Clooney, De Niro e Pesci interrogati dai federali

Massimo Bertarelli

A frequentare certi brutti ceffi, sia pure nella finzione cinematografica, si rischia di finir male. Ma George Clooney, Robert De Niro e Joe Pesci che sul set hanno spesso e volentieri incocciato in personaggi chiacchierati, quando non sono stati loro stessi a interpretarli (vedi Quei bravi ragazzi), forse non avrebbero mai immaginato di essere interrogati dagli agenti federali per l’amicizia, pericolosa, con un gangster. Il poco raccomandabile tipo si chiama Joe Rizzolo, un nome, manco a dirlo, di origini italiane, finito sotto inchiesta a Las Vegas per attività sospette legate al racket del suo strip club, il «Crazy Horse Too».
E qui i collegamenti tra realtà e messinscena diventano improvvisamente strettissimi. Perché se per le due star più popolari, ovvero De Niro e Clooney, si tratterebbe di conoscenza puramente occasionale (l’avrebbero incontrato l’uno durante le riprese di Casino e l’altro sul set di Ocean’s Eleven) Joe Pesci sarebbe rimasto amico di Rizzolo, indagato per legami con il crimine organizzato ed evasione fiscale in pieno stile Al Capone, anche dopo l’uscita di Casino. Non solo, il minuscolo attore avrebbe basato il suo personaggio, il killer patentato Nicky Santoro, su un assiduo cliente del locale, il mafioso di lungo corso Joe Spilotro.
In mezzo a tante supposizioni in attesa di verifica, come in un film poliziesco, si moltiplicano le voci anonime.

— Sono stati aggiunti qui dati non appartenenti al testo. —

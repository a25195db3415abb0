//! Configuration and wiring for the `ingest` command.
use std::fs;
use std::path::{Path, PathBuf};
use std::sync::Arc;
use std::time::Duration;

use anyhow::{bail, Context};
use ingest_core::JobStatus;
use ingest_engine::{
    EngineConfig, FetchSettings, HttpObjectStore, LocalObjectStore, MemoryObjectStore,
    ObjectStore, RetryPolicy, StoreToken, CREDENTIALS_ENV_VAR,
};
use ingest_logging::{ingest_info, ingest_warn};
use serde::{Deserialize, Serialize};
use serde_json::{Map, Value};

/// Contents of the RON config file. Every field has a default.
#[derive(Debug, Clone, PartialEq, Serialize, Deserialize)]
#[serde(default)]
pub struct AppConfig {
    pub log_level: String,
    /// Also log to this file when set.
    pub log_file: Option<PathBuf>,
    pub store: StoreConfig,
    pub engine: EngineSection,
}

impl Default for AppConfig {
    fn default() -> Self {
        Self {
            log_level: "info".to_string(),
            log_file: None,
            store: StoreConfig::default(),
            engine: EngineSection::default(),
        }
    }
}

impl AppConfig {
    pub fn load(path: &Path) -> anyhow::Result<Self> {
        let content = fs::read_to_string(path)
            .with_context(|| format!("reading config file {}", path.display()))?;
        Self::from_ron(&content).with_context(|| format!("parsing config file {}", path.display()))
    }

    pub fn from_ron(content: &str) -> anyhow::Result<Self> {
        let config: AppConfig = ron::from_str(content)?;
        config.validate()?;
        Ok(config)
    }

    fn validate(&self) -> anyhow::Result<()> {
        if self.engine.concurrency == 0 {
            bail!("engine.concurrency must be at least 1");
        }
        if self.engine.retry_attempts == 0 {
            bail!("engine.retry_attempts must be at least 1");
        }
        if let StoreConfig::Http { endpoint, bucket, .. } = &self.store {
            if endpoint.trim().is_empty() || bucket.trim().is_empty() {
                bail!("store endpoint and bucket must not be empty");
            }
        }
        Ok(())
    }
}

#[derive(Debug, Clone, PartialEq, Serialize, Deserialize)]
pub enum StoreConfig {
    Local {
        root: PathBuf,
    },
    Http {
        endpoint: String,
        bucket: String,
        #[serde(default = "default_store_timeout_secs")]
        timeout_secs: u64,
    },
    /// Keeps objects in memory; nothing outlives the process.
    Memory,
}

impl Default for StoreConfig {
    fn default() -> Self {
        StoreConfig::Local {
            root: PathBuf::from("./data"),
        }
    }
}

fn default_store_timeout_secs() -> u64 {
    120
}

/// Engine tuning as it appears in the config file.
#[derive(Debug, Clone, PartialEq, Serialize, Deserialize)]
#[serde(default)]
pub struct EngineSection {
    pub concurrency: usize,
    pub connect_timeout_secs: u64,
    pub request_timeout_secs: u64,
    pub redirect_limit: usize,
    pub max_document_bytes: u64,
    pub max_page_bytes: u64,
    pub retry_attempts: usize,
    pub retry_initial_delay_ms: u64,
    pub retry_max_delay_ms: u64,
    pub retry_factor: f32,
    pub job_timeout_secs: Option<u64>,
    pub scratch_root: Option<PathBuf>,
}

impl Default for EngineSection {
    fn default() -> Self {
        let fetch = FetchSettings::default();
        let retry = RetryPolicy::default();
        let engine = EngineConfig::default();
        Self {
            concurrency: engine.concurrency,
            connect_timeout_secs: fetch.connect_timeout.as_secs(),
            request_timeout_secs: fetch.request_timeout.as_secs(),
            redirect_limit: fetch.redirect_limit,
            max_document_bytes: fetch.max_document_bytes,
            max_page_bytes: fetch.max_page_bytes,
            retry_attempts: retry.max_attempts,
            retry_initial_delay_ms: retry.initial_delay.as_millis() as u64,
            retry_max_delay_ms: retry.max_delay.as_millis() as u64,
            retry_factor: retry.factor,
            job_timeout_secs: None,
            scratch_root: None,
        }
    }
}

impl EngineSection {
    pub fn to_engine_config(&self) -> EngineConfig {
        EngineConfig {
            fetch: FetchSettings {
                connect_timeout: Duration::from_secs(self.connect_timeout_secs),
                request_timeout: Duration::from_secs(self.request_timeout_secs),
                redirect_limit: self.redirect_limit,
                max_document_bytes: self.max_document_bytes,
                max_page_bytes: self.max_page_bytes,
                ..FetchSettings::default()
            },
            retry: RetryPolicy {
                max_attempts: self.retry_attempts,
                initial_delay: Duration::from_millis(self.retry_initial_delay_ms),
                max_delay: Duration::from_millis(self.retry_max_delay_ms),
                factor: self.retry_factor,
            },
            concurrency: self.concurrency,
            job_timeout: self.job_timeout_secs.map(Duration::from_secs),
            scratch_root: self.scratch_root.clone(),
            ..EngineConfig::default()
        }
    }
}

/// Builds the configured object store. `token` is only used by the HTTP store.
pub fn build_store(
    config: &StoreConfig,
    token: Option<StoreToken>,
) -> anyhow::Result<Arc<dyn ObjectStore>> {
    let store: Arc<dyn ObjectStore> = match config {
        StoreConfig::Local { root } => Arc::new(LocalObjectStore::new(root.clone())),
        StoreConfig::Http {
            endpoint,
            bucket,
            timeout_secs,
        } => {
            if token.is_none() {
                ingest_warn!(
                    "{} is not set; writing to {} without credentials",
                    CREDENTIALS_ENV_VAR,
                    endpoint
                );
            }
            Arc::new(
                HttpObjectStore::new(
                    endpoint.clone(),
                    bucket.clone(),
                    token,
                    Duration::from_secs(*timeout_secs),
                )
                .context("building HTTP object store")?,
            )
        }
        StoreConfig::Memory => Arc::new(MemoryObjectStore::new()),
    };
    ingest_info!("Writing objects to {}", store.describe());
    Ok(store)
}

/// Job payload from command-line flags. Extra `key=value` hints are forwarded as strings.
pub fn payload_from_flags(
    dataset_name: Option<&str>,
    base_url: Option<&str>,
    max_files: Option<i64>,
    hints: &[String],
) -> anyhow::Result<Value> {
    let mut payload = Map::new();
    if let Some(name) = dataset_name {
        payload.insert("dataset_name".into(), Value::from(name));
    }
    if let Some(url) = base_url {
        payload.insert("base_url".into(), Value::from(url));
    }
    if let Some(max) = max_files {
        payload.insert("max_files".into(), Value::from(max));
    }
    for hint in hints {
        let Some((key, value)) = hint.split_once('=') else {
            bail!("filter hint {hint:?} must look like key=value");
        };
        payload.insert(key.trim().to_string(), Value::from(value.trim()));
    }
    Ok(Value::Object(payload))
}

/// Reads a JSON job payload from `path`, or from stdin when `path` is `-`.
pub fn load_payload(path: &Path) -> anyhow::Result<Value> {
    let content = if path == Path::new("-") {
        std::io::read_to_string(std::io::stdin()).context("reading payload from stdin")?
    } else {
        fs::read_to_string(path).with_context(|| format!("reading payload {}", path.display()))?
    };
    serde_json::from_str(&content).context("payload is not valid JSON")
}

/// Process exit code for a finished job.
pub fn exit_code(status: JobStatus) -> u8 {
    match status {
        JobStatus::Completed => 0,
        JobStatus::PartiallyFailed => 2,
        JobStatus::Failed => 1,
    }
}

Una delle quali ha sussurrato al New York Daily Times che a Pesci sono state rivolte molte domande sul Crazy Horse. «Hanno cercato di innervosire gli amici famosi del mio cliente - tuona Tony Sgo, legale di Rizzolo - solo per spingerli a mettere termine a quel legame. Insinuare che uno di quegli amici sappia qualcosa al riguardo del Crazy Horse è assurdo». Un ragionamento che fa molte grinze e involontariamente (?) rende un cattivo servizio ai tre divi.
I quali comunque con i casinò hanno troppi agganci. Non solo professionali. Mentre De Niro e Pesci si sono limitati a menar le mani (eufemismo) sul set del film di Scorsese, il recidivo George Clooney, dopo aver svaligiato una casa da gioco prima in Ocean’s Eleven e poi in Ocean’s Twelve, ne vuole costruirne una a Las Vegas. Allora è un vizio.